> [TASK REQUIREMENTS]
Those lines of the following listing which contain the string "buffer" should be returned.

============================================================

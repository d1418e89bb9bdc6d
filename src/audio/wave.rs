//! Mono waveform buffer and WAV serialization.

use std::io::Cursor;
use std::path::Path;

use hound::{SampleFormat, WavReader, WavSpec, WavWriter};

use super::AudioError;

/// A mono audio buffer at a fixed sample rate.
///
/// Waveforms come from the model client (decoded synthesis output) or
/// from [`Waveform::concat`]; they are never resampled in place.
#[derive(Debug, Clone, PartialEq)]
pub struct Waveform {
    samples: Vec<f32>,
    sample_rate: u32,
}

impl Waveform {
    pub fn new(samples: Vec<f32>, sample_rate: u32) -> Self {
        Self {
            samples,
            sample_rate,
        }
    }

    pub fn samples(&self) -> &[f32] {
        &self.samples
    }

    pub fn sample_rate(&self) -> u32 {
        self.sample_rate
    }

    pub fn len(&self) -> usize {
        self.samples.len()
    }

    pub fn is_empty(&self) -> bool {
        self.samples.is_empty()
    }

    pub fn duration_secs(&self) -> f32 {
        self.samples.len() as f32 / self.sample_rate as f32
    }

    /// Join segments along the time axis, in the order given.
    ///
    /// Returns `None` for an empty slice. The first segment's sample rate
    /// carries over; callers feed segments produced by the same model.
    pub fn concat(segments: &[Waveform]) -> Option<Waveform> {
        let first = segments.first()?;
        let total = segments.iter().map(Waveform::len).sum();

        let mut samples = Vec::with_capacity(total);
        for segment in segments {
            samples.extend_from_slice(&segment.samples);
        }

        Some(Waveform::new(samples, first.sample_rate))
    }

    /// Decode a WAV byte buffer, downmixing to mono.
    ///
    /// Accepts 16/24/32-bit integer and 32-bit float PCM, the formats the
    /// model server is known to return.
    pub fn from_wav_bytes(bytes: &[u8]) -> Result<Self, AudioError> {
        let reader = WavReader::new(Cursor::new(bytes))?;
        let spec = reader.spec();
        let channels = spec.channels as usize;

        let interleaved: Vec<f32> = match (spec.sample_format, spec.bits_per_sample) {
            (SampleFormat::Float, 32) => reader
                .into_samples::<f32>()
                .collect::<Result<_, _>>()
                .map_err(AudioError::Wav)?,
            (SampleFormat::Int, bits) if bits <= 32 => {
                let scale = (1u64 << (bits - 1)) as f32;
                reader
                    .into_samples::<i32>()
                    .map(|s| s.map(|v| v as f32 / scale))
                    .collect::<Result<_, _>>()
                    .map_err(AudioError::Wav)?
            }
            (format, bits) => {
                return Err(AudioError::Decode(format!(
                    "unsupported WAV sample format: {format:?} {bits}-bit"
                )));
            }
        };

        let samples = if channels <= 1 {
            interleaved
        } else {
            interleaved
                .chunks(channels)
                .map(|frame| frame.iter().sum::<f32>() / frame.len() as f32)
                .collect()
        };

        Ok(Waveform::new(samples, spec.sample_rate))
    }

    /// Read a WAV file from disk.
    pub fn read_wav(path: &Path) -> Result<Self, AudioError> {
        let bytes = std::fs::read(path)?;
        Self::from_wav_bytes(&bytes)
    }

    /// Persist as a mono 32-bit float WAV file.
    pub fn write_wav(&self, path: &Path) -> Result<(), AudioError> {
        let spec = WavSpec {
            channels: 1,
            sample_rate: self.sample_rate,
            bits_per_sample: 32,
            sample_format: SampleFormat::Float,
        };

        let mut writer = WavWriter::create(path, spec)?;
        for &sample in &self.samples {
            writer.write_sample(sample)?;
        }
        writer.finalize()?;

        Ok(())
    }
}
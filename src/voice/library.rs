//! Reference voice discovery on disk.

use std::path::{Path, PathBuf};

use thiserror::Error;

/// Extensions accepted when scanning a samples directory.
pub const AUDIO_EXTENSIONS: &[&str] = &["wav", "mp3", "flac", "m4a", "ogg", "aiff"];

/// Filenames probed for a default reference voice, in priority order.
pub const REFERENCE_CANDIDATES: &[&str] = &[
    "reference.wav",
    "reference.mp3",
    "reference.m4a",
    "reference_audio.wav",
    "voice_sample.wav",
];

/// Errors that can occur during sample discovery.
#[derive(Error, Debug)]
pub enum VoiceError {
    #[error("Samples directory not found: {0}")]
    DirNotFound(String),

    #[error("IO error: {0}")]
    Io(#[from] std::io::Error),
}

/// One discovered reference voice.
#[derive(Debug, Clone, PartialEq, Eq)]
pub struct VoiceSample {
    /// The file stem; names the per-voice output subdirectory.
    pub name: String,
    pub path: PathBuf,
}

/// Scans a directory of reference voices for multi-sample runs.
pub struct SampleLibrary {
    dir: PathBuf,
}

impl SampleLibrary {
    pub fn new(dir: impl Into<PathBuf>) -> Self {
        Self { dir: dir.into() }
    }

    /// Every allow-listed audio file in the directory, sorted by filename.
    pub fn discover(&self) -> Result<Vec<VoiceSample>, VoiceError> {
        if !self.dir.is_dir() {
            return Err(VoiceError::DirNotFound(self.dir.display().to_string()));
        }

        let mut paths: Vec<PathBuf> = std::fs::read_dir(&self.dir)?
            .filter_map(|entry| entry.ok().map(|e| e.path()))
            .filter(|p| p.is_file() && has_audio_extension(p))
            .collect();
        paths.sort();

        Ok(paths
            .into_iter()
            .filter_map(|path| {
                let name = path.file_stem()?.to_str()?.to_string();
                Some(VoiceSample { name, path })
            })
            .collect())
    }
}

fn has_audio_extension(path: &Path) -> bool {
    path.extension()
        .and_then(|e| e.to_str())
        .is_some_and(|ext| AUDIO_EXTENSIONS.iter().any(|a| a.eq_ignore_ascii_case(ext)))
}

/// Probe the workspace for a conventionally named reference file.
pub fn find_default_reference(workspace: &Path) -> Option<PathBuf> {
    REFERENCE_CANDIDATES
        .iter()
        .map(|name| workspace.join(name))
        .find(|path| path.exists())
}
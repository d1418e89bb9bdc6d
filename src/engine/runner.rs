//! Per-sentence synthesis orchestration.

use crate::audio::Waveform;
use crate::model::{ModelError, SpeechModel, SynthesisParameters};
use crate::output::OutputWriter;
use crate::text::SentenceUnit;

/// Default cap on sentences synthesized per run.
pub const DEFAULT_SENTENCE_LIMIT: usize = 25;

/// Accumulated human-readable log for one run.
///
/// This is the record handed back to callers; live progress goes through
/// the `log` facade instead.
#[derive(Debug, Clone, Default)]
pub struct RunLog {
    lines: Vec<String>,
}

impl RunLog {
    pub fn new() -> Self {
        Self::default()
    }

    pub fn push(&mut self, line: impl Into<String>) {
        self.lines.push(line.into());
    }

    pub fn lines(&self) -> &[String] {
        &self.lines
    }

    pub fn is_empty(&self) -> bool {
        self.lines.is_empty()
    }

    pub fn to_text(&self) -> String {
        self.lines.join("\n")
    }
}

/// Outcome of one sentence's synthesis attempt.
///
/// `index` is the zero-based position in the segmented input; log lines
/// use one-based numbering.
#[derive(Debug)]
pub struct SentenceRecord {
    pub index: usize,
    pub text: String,
    /// Sample count of the generated waveform, or the failure reason.
    pub outcome: Result<usize, ModelError>,
}

impl SentenceRecord {
    pub fn is_success(&self) -> bool {
        self.outcome.is_ok()
    }
}

/// Result of a full batch run over one sentence list.
#[derive(Debug)]
pub struct BatchOutcome {
    /// Successes concatenated in input order; `None` when nothing succeeded.
    pub combined: Option<Waveform>,
    pub records: Vec<SentenceRecord>,
    pub log: RunLog,
}

impl BatchOutcome {
    pub fn successes(&self) -> usize {
        self.records.iter().filter(|r| r.is_success()).count()
    }

    pub fn attempts(&self) -> usize {
        self.records.len()
    }

    /// True when no sentence produced audio.
    pub fn failed(&self) -> bool {
        self.combined.is_none()
    }
}

/// Drives the model over a sentence list with a fixed parameter set.
pub struct SynthesisRunner<'a, M: SpeechModel> {
    model: &'a M,
}

impl<'a, M: SpeechModel> SynthesisRunner<'a, M> {
    pub fn new(model: &'a M) -> Self {
        Self { model }
    }

    /// Synthesize up to `limit` sentences, persisting each success via
    /// `writer` and concatenating the results in input order.
    ///
    /// A failed sentence is recorded with its index and skipped; it never
    /// aborts the batch. Output order matches input order regardless of
    /// which sentences failed.
    pub fn run(
        &self,
        sentences: &[SentenceUnit],
        params: &SynthesisParameters,
        limit: usize,
        writer: &OutputWriter,
    ) -> BatchOutcome {
        let mut log = RunLog::new();
        let batch = &sentences[..sentences.len().min(limit)];
        let total = batch.len();

        let mut collected: Vec<Waveform> = Vec::new();
        let mut records = Vec::with_capacity(total);

        for (index, sentence) in batch.iter().enumerate() {
            log::info!(
                "Processing sentence {}/{}: {}",
                index + 1,
                total,
                sentence.preview()
            );

            match self.model.generate(sentence.as_str(), params) {
                Ok(wave) => {
                    if let Err(e) = writer.write_sentence(index, &wave) {
                        log::warn!("could not persist sentence {}: {e}", index + 1);
                    }

                    log.push(format!("[OK] {}: {}", index + 1, sentence.preview()));
                    records.push(SentenceRecord {
                        index,
                        text: sentence.as_str().to_string(),
                        outcome: Ok(wave.len()),
                    });
                    collected.push(wave);
                }
                Err(e) => {
                    log::warn!("sentence {} failed: {e}", index + 1);
                    log.push(format!("[ERR] {}: {e}", index + 1));
                    records.push(SentenceRecord {
                        index,
                        text: sentence.as_str().to_string(),
                        outcome: Err(e),
                    });
                }
            }
        }

        let combined = Waveform::concat(&collected);
        match &combined {
            Some(wave) => log.push(format!(
                "Successfully processed {}/{} sentences ({:.1}s of audio)",
                collected.len(),
                total,
                wave.duration_secs()
            )),
            None => log.push("No audio generated."),
        }

        BatchOutcome {
            combined,
            records,
            log,
        }
    }
}
//! Artifact persistence for one run.

use std::fs;
use std::path::{Path, PathBuf};

use crate::audio::Waveform;

use super::OutputError;

/// File name of the concatenated article waveform.
pub const COMBINED_FILE_NAME: &str = "complete_article.wav";

/// Writes per-sentence and combined waveforms into one directory.
///
/// Plain serialize-to-file writes; a crash mid-write can leave a
/// truncated file, matching the underlying filesystem's semantics.
pub struct OutputWriter {
    dir: PathBuf,
}

impl OutputWriter {
    /// Create a writer, creating the directory if needed.
    pub fn new(dir: impl Into<PathBuf>) -> Result<Self, OutputError> {
        let dir = dir.into();
        fs::create_dir_all(&dir)?;
        Ok(Self { dir })
    }

    pub fn dir(&self) -> &Path {
        &self.dir
    }

    /// Persist one sentence waveform. `index` is zero-based; file names
    /// are one-based and zero-padded for stable lexical ordering.
    pub fn write_sentence(&self, index: usize, wave: &Waveform) -> Result<PathBuf, OutputError> {
        let path = self.dir.join(format!("sentence_{:03}.wav", index + 1));
        wave.write_wav(&path)?;
        Ok(path)
    }

    /// Persist the combined article waveform.
    pub fn write_combined(&self, wave: &Waveform) -> Result<PathBuf, OutputError> {
        let path = self.dir.join(COMBINED_FILE_NAME);
        wave.write_wav(&path)?;
        Ok(path)
    }

    /// List the WAV files in this directory, sorted by name.
    pub fn list_audio(&self) -> Result<Vec<PathBuf>, OutputError> {
        let mut files: Vec<PathBuf> = fs::read_dir(&self.dir)?
            .filter_map(|entry| entry.ok().map(|e| e.path()))
            .filter(|p| p.extension().is_some_and(|ext| ext == "wav"))
            .collect();
        files.sort();
        Ok(files)
    }
}
//! Text normalization and sentence splitting.

mod segmenter;

pub use segmenter::{SentenceUnit, segment};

============================================================

> [EXERCISE RESULT]
//! Mono waveform buffer and WAV serialization.
/// A mono audio buffer at a fixed sample rate.
    /// Decode a WAV byte buffer, downmixing to mono.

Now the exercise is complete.